What I'm saying is that NDEs don't have to be "beyond science", and they certainly don't mean that we have to become creationists, or convert to some religion, or believe in fairy tales. Just because current physics can't explain how NDEs can happen, it does not follow that future science couldn't explain them. There are impressive reports of NDE that are really hard to explain. Yes they are anecdotal, but this doesn't mean that they are worthless.
Right. I agree with the general thought of your thread. One of the things that struck me when I got my doctorate in the medical field is that we really don't know much at all. For myself I'm a Christian and sometimes get some flack from people about "blind faith", yet I always find it odd that most people who are strong believers of the current science trends are essentially doing the same thing. One can be all smug about how the "world's just about all figured out now" or some other similar phraseology but what needs to be considered is that the stuff's that's "all figured out" tends to change quite a bit. At one point in time, people would have thought you were crazy if you thought the earth wasn't flat. We think we're *so* far advanced from that unsophisticated way of thinking, but I'm sorry, we're just not. There will be things hundreds of years from now that are beyond people's capacity to comprehend right now that people in that generation will think we're barbaric for not having any knowledge of it now.
I just think it might be wise for us to humble ourselves and realize that there is a vast, vast amount of things to understand out there and we are no where near to understanding even a fraction of it.

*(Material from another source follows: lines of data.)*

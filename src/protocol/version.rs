//! Version handshake.
//!
//! The dialing side sends its version first; the accepting side waits for
//! it. Either way, each side acknowledges the other's version with a verack
//! and the handshake completes when both the peer version and the peer
//! verack have arrived. The whole exchange is bounded by the handshake
//! timer; for inbound channels the first frame must additionally arrive
//! within the germination window.
//!
//! Every in-flight handshake is registered in the pending registry under
//! its locally-generated nonce. A received version carrying a nonce that is
//! registered there was written by this node: the connection is a loop back
//! to ourselves and is rejected.

use std::sync::Arc;

use futures::{SinkExt, StreamExt};
use tokio::time::timeout;

use crate::channel::{Channel, Direction, Transport};
use crate::config::{MIN_PROTOCOL_VERSION, PROTOCOL_VERSION};
use crate::context::Context;
use crate::error::{P2pError, P2pResult};
use crate::wire::{unix_time, Message, NetworkAddress, VersionMessage};

/// Build our version message for a channel.
pub(crate) fn build_version(ctx: &Context, channel: &Channel) -> VersionMessage {
    let settings = &ctx.settings;
    let sender = match settings.self_address {
        Some(addr) => NetworkAddress::from_socket(addr, settings.services),
        None => NetworkAddress::unspecified(settings.services),
    };

    VersionMessage {
        protocol_version: PROTOCOL_VERSION,
        services: settings.services,
        timestamp: u64::from(unix_time()),
        receiver: NetworkAddress::from_socket(channel.addr(), 0),
        sender,
        nonce: channel.nonce(),
        user_agent: settings.user_agent.clone(),
        start_height: ctx.height(),
        relay: settings.relay_transactions,
    }
}

/// Validate a received peer version.
pub(crate) async fn validate(
    ctx: &Context,
    channel: &Channel,
    peer: &VersionMessage,
) -> P2pResult<()> {
    // Our own nonce is registered while we handshake; only a foreign nonce
    // in the registry marks a self-connection.
    if peer.nonce != 0 && peer.nonce != channel.nonce() && ctx.pending.exists(peer.nonce).await {
        tracing::debug!(channel = %channel, nonce = peer.nonce, "connection to self detected");
        return Err(P2pError::AcceptFailed);
    }

    if peer.protocol_version < MIN_PROTOCOL_VERSION {
        tracing::debug!(
            channel = %channel,
            peer_version = peer.protocol_version,
            "peer protocol version too old"
        );
        return Err(P2pError::AcceptFailed);
    }

    Ok(())
}

async fn next_message(framed: &mut Transport) -> P2pResult<Message> {
    match framed.next().await {
        Some(Ok(message)) => Ok(message),
        Some(Err(e)) => Err(e),
        None => Err(P2pError::ChannelDropped),
    }
}

/// Complete the exchange after our version is on the wire: collect the
/// peer's version (acknowledging it) and the peer's verack, in either order.
async fn exchange(
    framed: &mut Transport,
    channel: &Arc<Channel>,
    ctx: &Context,
    mut peer_version: Option<VersionMessage>,
) -> P2pResult<VersionMessage> {
    let mut verack_received = false;

    while peer_version.is_none() || !verack_received {
        match next_message(framed).await? {
            Message::Version(version) => {
                if peer_version.is_some() {
                    return Err(P2pError::BadStream("duplicate version".to_string()));
                }
                validate(ctx, channel, &version).await?;
                framed.send(Message::Verack).await?;
                peer_version = Some(version);
            }
            Message::Verack => {
                if verack_received {
                    return Err(P2pError::BadStream("duplicate verack".to_string()));
                }
                verack_received = true;
            }
            other => {
                return Err(P2pError::BadStream(format!(
                    "unexpected '{}' during handshake",
                    other.command()
                )));
            }
        }
    }

    peer_version.ok_or_else(|| P2pError::BadStream("handshake incomplete".to_string()))
}

/// Run the handshake on a germinating channel and return the peer version.
pub(crate) async fn perform(
    framed: &mut Transport,
    channel: &Arc<Channel>,
    ctx: &Arc<Context>,
) -> P2pResult<VersionMessage> {
    let settings = &ctx.settings;

    match channel.direction() {
        Direction::Outbound => {
            timeout(settings.channel_handshake, async {
                framed
                    .send(Message::Version(build_version(ctx, channel)))
                    .await?;
                exchange(framed, channel, ctx, None).await
            })
            .await
            .map_err(|_| P2pError::ChannelTimeout)?
        }
        Direction::Inbound => {
            // Germination bounds the wait for the peer's first frame.
            let first = timeout(settings.channel_germination, next_message(framed))
                .await
                .map_err(|_| P2pError::ChannelTimeout)??;

            let peer = match first {
                Message::Version(version) => version,
                other => {
                    return Err(P2pError::BadStream(format!(
                        "expected version, got '{}'",
                        other.command()
                    )));
                }
            };

            timeout(settings.channel_handshake, async {
                validate(ctx, channel, &peer).await?;
                framed
                    .send(Message::Version(build_version(ctx, channel)))
                    .await?;
                framed.send(Message::Verack).await?;
                exchange(framed, channel, ctx, Some(peer)).await
            })
            .await
            .map_err(|_| P2pError::ChannelTimeout)?
        }
    }
}
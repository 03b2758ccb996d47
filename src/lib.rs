//! Peer-to-peer networking for the Galena node.
//!
//! This crate provides the long-lived networking coordinator for a Galena
//! node, including:
//!
//! - Session lifecycles (seed, manual, inbound, outbound)
//! - A bounded registry of live peer channels
//! - A persistent pool of known peer addresses
//! - An exactly-once event bus delivering newly handshaken channels
//!
//! # Architecture
//!
//! Every channel runs in its own task, pumping the framed transport and
//! driving the channel timers. Sessions create channels and keep their
//! slots filled; registries serialize shared state behind their own locks;
//! the coordinator sequences start/run/stop across all of it.
//!
//! ```text
//! P2p (coordinator)
//! ├── WorkerPool (tracked tasks + shutdown signal)
//! ├── Hosts (persistent address pool)
//! ├── Connections / Pending (registries)
//! ├── Subscriber (channel event bus)
//! └── Sessions
//!     ├── Manual (embedder-requested dials)
//!     ├── Seed (one-shot address harvest)
//!     ├── Outbound (slot maintenance, batched dials)
//!     └── Inbound (acceptor)
//! ```
//!
//! # Usage
//!
//! ```no_run
//! use galena_p2p::{P2p, Settings};
//!
//! # async fn example() -> galena_p2p::P2pResult<()> {
//! let p2p = P2p::new(Settings::mainnet());
//! p2p.start().await?;
//! p2p.run().await?;
//!
//! let next_channel = p2p.subscribe()?;
//! # Ok(())
//! # }
//! ```

pub mod channel;
pub mod config;
pub mod connections;
pub mod context;
pub mod dns;
pub mod error;
pub mod hosts;
pub mod p2p;
pub mod pending;
pub mod pool;
pub mod protocol;
pub mod session;
pub mod subscription;
pub mod wire;

pub use channel::{Channel, ChannelState, Direction};
pub use config::{BlacklistEntry, Endpoint, Settings, PROTOCOL_VERSION};
pub use error::{P2pError, P2pResult};
pub use p2p::P2p;
pub use subscription::ChannelEvent;
pub use wire::{Message, NetworkAddress, VersionMessage};
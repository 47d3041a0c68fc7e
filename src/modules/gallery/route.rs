use actix_web::web::ServiceConfig;

use crate::modules::gallery::handle::{delete_image, download_image, list_gallery, serve_image};

pub fn configure(cfg: &mut ServiceConfig) {
    cfg.service(list_gallery)
        .service(serve_image)
        .service(download_image)
        .service(delete_image);
}
use crate::api::error;
use crate::modules::generation::model::PredictionInput;

/// Seam to the hosted generation API: `run` resolves a model and input
/// mapping to output image URLs, `fetch` pulls the bytes of one output.
#[async_trait::async_trait]
pub trait GenerationClient {
    async fn run(
        &self,
        model: &str,
        input: &PredictionInput,
    ) -> Result<Vec<String>, error::SystemError>;

    async fn fetch(&self, url: &str) -> Result<Vec<u8>, error::SystemError>;
}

Yup. I figure it's just like going to sleep at night, except you never wake up. Since your body is dead and there is no brain activity, there is no dreaming or anything like that so you are gone, you just don't know it.

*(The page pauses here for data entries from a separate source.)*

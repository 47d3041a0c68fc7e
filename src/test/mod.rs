#![allow(dead_code)]

use std::sync::{Arc, Mutex};

use actix_web::http::header;
use actix_web::http::StatusCode;
use actix_web::{test, web, App};

use crate::api::error;
use crate::configs::Storage;
use crate::modules::gallery::service::GalleryService;
use crate::modules::generation::client::GenerationClient;
use crate::modules::generation::model::PredictionInput;
use crate::modules::generation::service::GenerationService;
use crate::utils::GuardedDir;

pub const STUB_IMAGE_BYTES: &[u8] = b"stub-image-bytes";
const BOUNDARY: &str = "----test-boundary-0a1b2c3d";

/// In-process stand-in for the generation API. Records the image count of
/// every `run` call so tests can assert on the fallback sequence.
#[derive(Clone)]
pub struct StubClient {
    fail_multi: bool,
    fail_all: bool,
    calls: Arc<Mutex<Vec<usize>>>,
}

impl StubClient {
    pub fn ok() -> Self {
        Self {
            fail_multi: false,
            fail_all: false,
            calls: Arc::default(),
        }
    }

    pub fn failing_multi() -> Self {
        Self {
            fail_multi: true,
            ..Self::ok()
        }
    }

    pub fn failing() -> Self {
        Self {
            fail_all: true,
            ..Self::ok()
        }
    }

    pub fn calls(&self) -> Arc<Mutex<Vec<usize>>> {
        Arc::clone(&self.calls)
    }
}

#[async_trait::async_trait]
impl GenerationClient for StubClient {
    async fn run(
        &self,
        _model: &str,
        input: &PredictionInput,
    ) -> Result<Vec<String>, error::SystemError> {
        let images = input.image_count();
        self.calls.lock().unwrap().push(images);
        if self.fail_all || (self.fail_multi && images > 1) {
            return Err(error::SystemError::upstream("stub rejected the call"));
        }
        Ok(vec!["https://stub.invalid/output_0.png".to_string()])
    }

    async fn fetch(&self, _url: &str) -> Result<Vec<u8>, error::SystemError> {
        Ok(STUB_IMAGE_BYTES.to_vec())
    }
}

pub struct TestContext {
    pub dir: tempfile::TempDir,
    pub storage: Storage,
    pub generation: GenerationService<StubClient>,
    pub gallery: GalleryService,
}

pub async fn test_context(stub: StubClient) -> TestContext {
    let dir = tempfile::tempdir().unwrap();
    let storage = Storage::prepare(dir.path().join("uploads"), dir.path().join("static/images"))
        .await
        .unwrap();
    let generation = GenerationService::new(Arc::new(stub), storage.clone());
    let gallery = GalleryService::new(GuardedDir::new(storage.generated_dir()).unwrap());
    TestContext {
        dir,
        storage,
        generation,
        gallery,
    }
}

pub enum Part<'a> {
    Text(&'a str, &'a str),
    File {
        name: &'a str,
        filename: &'a str,
        bytes: &'a [u8],
    },
}

/// Assemble a multipart/form-data body by hand; returns the content type
/// header value and the raw payload.
pub fn multipart_body(parts: &[Part<'_>]) -> (String, Vec<u8>) {
    let mut body = Vec::new();
    for part in parts {
        body.extend_from_slice(format!("--{}\r\n", BOUNDARY).as_bytes());
        match part {
            Part::Text(name, value) => {
                body.extend_from_slice(
                    format!("Content-Disposition: form-data; name=\"{}\"\r\n\r\n", name)
                        .as_bytes(),
                );
                body.extend_from_slice(value.as_bytes());
            }
            Part::File {
                name,
                filename,
                bytes,
            } => {
                body.extend_from_slice(
                    format!(
                        "Content-Disposition: form-data; name=\"{}\"; filename=\"{}\"\r\nContent-Type: application/octet-stream\r\n\r\n",
                        name, filename
                    )
                    .as_bytes(),
                );
                body.extend_from_slice(bytes);
            }
        }
        body.extend_from_slice(b"\r\n");
    }
    body.extend_from_slice(format!("--{}--\r\n", BOUNDARY).as_bytes());
    (format!("multipart/form-data; boundary={}", BOUNDARY), body)
}
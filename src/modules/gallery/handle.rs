use actix_files::NamedFile;
use actix_web::http::header::ContentDisposition;
use actix_web::{delete, get, web};

use crate::api::error;
use crate::modules::gallery::model::{DeleteResponse, GalleryResponse};
use crate::modules::gallery::service::GalleryService;

#[get("/gallery")]
pub async fn list_gallery(
    gallery_service: web::Data<GalleryService>,
) -> Result<web::Json<GalleryResponse>, error::Error> {
    let images = gallery_service.list().await?;
    Ok(web::Json(GalleryResponse { images }))
}

/// Serves stored images inline; the generate responses and the gallery
/// listing both link here. `NamedFile` streams the bytes from disk and
/// picks the content type from the extension.
#[get("/static/images/{filename:.*}")]
pub async fn serve_image(
    gallery_service: web::Data<GalleryService>,
    filename: web::Path<String>,
) -> Result<NamedFile, error::Error> {
    let path = gallery_service.locate(&filename).await?;
    let file = NamedFile::open_async(&path)
        .await
        .map_err(error::SystemError::from)?;
    Ok(file.disable_content_disposition())
}

#[get("/download/{filename:.*}")]
pub async fn download_image(
    gallery_service: web::Data<GalleryService>,
    filename: web::Path<String>,
) -> Result<NamedFile, error::Error> {
    let filename = filename.into_inner();
    let path = gallery_service.locate(&filename).await?;

    let download_name = path
        .file_name()
        .map(|name| name.to_string_lossy().to_string())
        .unwrap_or(filename);
    let file = NamedFile::open_async(&path)
        .await
        .map_err(error::SystemError::from)?;

    Ok(file.set_content_disposition(ContentDisposition::attachment(download_name)))
}

#[delete("/delete/{filename:.*}")]
pub async fn delete_image(
    gallery_service: web::Data<GalleryService>,
    filename: web::Path<String>,
) -> Result<web::Json<DeleteResponse>, error::Error> {
    gallery_service.delete(&filename).await?;
    Ok(web::Json(DeleteResponse {
        success: true,
        message: "Image deleted successfully".to_string(),
    }))
}
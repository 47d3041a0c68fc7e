use actix_web::{web, FromRequest};
use chrono::Local;
use futures_util::future::LocalBoxFuture;
use serde::{de::Deserializer, Deserialize};
use std::path::{Component, Path, PathBuf};
use uuid::Uuid;
use validator::Validate;

use crate::api::error;

/// Deserialize a string with surrounding whitespace removed, so validation
/// limits apply to the trimmed value.
pub fn trimmed_string<'de, D>(de: D) -> Result<String, D::Error>
where
    D: Deserializer<'de>,
{
    String::deserialize(de).map(|s| s.trim().to_string())
}

/// Keep at most `max` characters of `s` (char-safe, for log lines).
pub fn truncate_chars(s: &str, max: usize) -> String {
    s.chars().take(max).collect()
}

/// Reduce an untrusted filename to a safe single component: directory parts
/// are dropped, anything outside `[A-Za-z0-9._-]` becomes `_`, and leading
/// dots are stripped. May return an empty string.
pub fn sanitize_filename(name: &str) -> String {
    let base = name.rsplit(['/', '\\']).next().unwrap_or("");
    let cleaned: String = base
        .trim()
        .chars()
        .map(|c| if c.is_ascii_alphanumeric() || matches!(c, '.' | '-' | '_') { c } else { '_' })
        .collect();
    cleaned.trim_start_matches('.').to_string()
}

/// Build a `{prefix}_{yyyymmdd_HHMMSS}_{8-hex}.png` name: sortable by
/// timestamp, collision-resistant through the random suffix.
pub fn unique_image_name(prefix: &str) -> String {
    let timestamp = Local::now().format("%Y%m%d_%H%M%S");
    let unique_id = Uuid::new_v4().simple().to_string();
    format!("{}_{}_{}.png", prefix, timestamp, &unique_id[..8])
}

/// A directory root plus the path math that keeps caller-supplied filenames
/// inside it. Constructed once per guarded directory and reused for every
/// download/delete/serve lookup.
#[derive(Debug, Clone)]
pub struct GuardedDir {
    root: PathBuf,
}

impl GuardedDir {
    /// The root must already exist; it is canonicalized so the prefix check
    /// in `resolve` compares real paths.
    pub fn new(root: impl Into<PathBuf>) -> Result<Self, error::SystemError> {
        let root = std::fs::canonicalize(root.into())?;
        Ok(Self { root })
    }

    pub fn root(&self) -> &Path {
        &self.root
    }

    /// Resolve a caller-supplied filename to a path inside the root. Names
    /// that are empty or not a single normal path component (separators,
    /// `..`, absolute paths) are Forbidden before any filesystem access.
    pub fn resolve(&self, name: &str) -> Result<PathBuf, error::SystemError> {
        let name = name.trim();
        if name.is_empty() || !is_single_component(name) {
            log::warn!("Rejected illegal file path: {}", truncate_chars(name, 128));
            return Err(error::SystemError::forbidden("Illegal file path"));
        }

        let candidate = self.root.join(name);
        if !candidate.starts_with(&self.root) {
            log::warn!("Resolved path escaped the guarded root: {}", truncate_chars(name, 128));
            return Err(error::SystemError::forbidden("Illegal file path"));
        }

        Ok(candidate)
    }
}

fn is_single_component(name: &str) -> bool {
    if name.contains('\\') {
        return false;
    }
    let mut components = Path::new(name).components();
    matches!((components.next(), components.next()), (Some(Component::Normal(_)), None))
}

pub struct ValidatedJson<T>(pub T);

impl<T> FromRequest for ValidatedJson<T>
where
    T: Validate + serde::de::DeserializeOwned + 'static,
{
    type Error = error::Error;
    type Future = LocalBoxFuture<'static, Result<Self, Self::Error>>;

    fn from_request(
        req: &actix_web::HttpRequest,
        payload: &mut actix_web::dev::Payload,
    ) -> Self::Future {
        let fut = web::Json::<T>::from_request(req, payload);

        Box::pin(async move {
            let json = fut.await.map_err(|e| error::Error::BadRequest(e.to_string().into()))?;
            let model = json.into_inner();
            model.validate().map_err(|e| error::Error::BadRequest(e.to_string().into()))?;
            Ok(ValidatedJson(model))
        })
    }
}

When you die, you sort of go into a "sleep" like state for a few years or so. Then you will be resurrected when the Lord God comes back down to earth on the day of judgement. All of humanity, living and dead, will be brought before God so God can decide if they are worthy of heaven of not. If they are not, they shall be punished in hell for forever. If they are, then they proceed to Heaven to dwell with God And Jesus forever.
Note: Since in the afterlife there's no sense of time, God judges humanity all at once
If NDE occurs during flat-lined brain activity, then clearly some new theories of physics will be needed (or, at least, some radically new theory of consciousness in which conscious experience is not reducible to neural correlates).
Are you familiar with Dr. Eben Alexander's experience?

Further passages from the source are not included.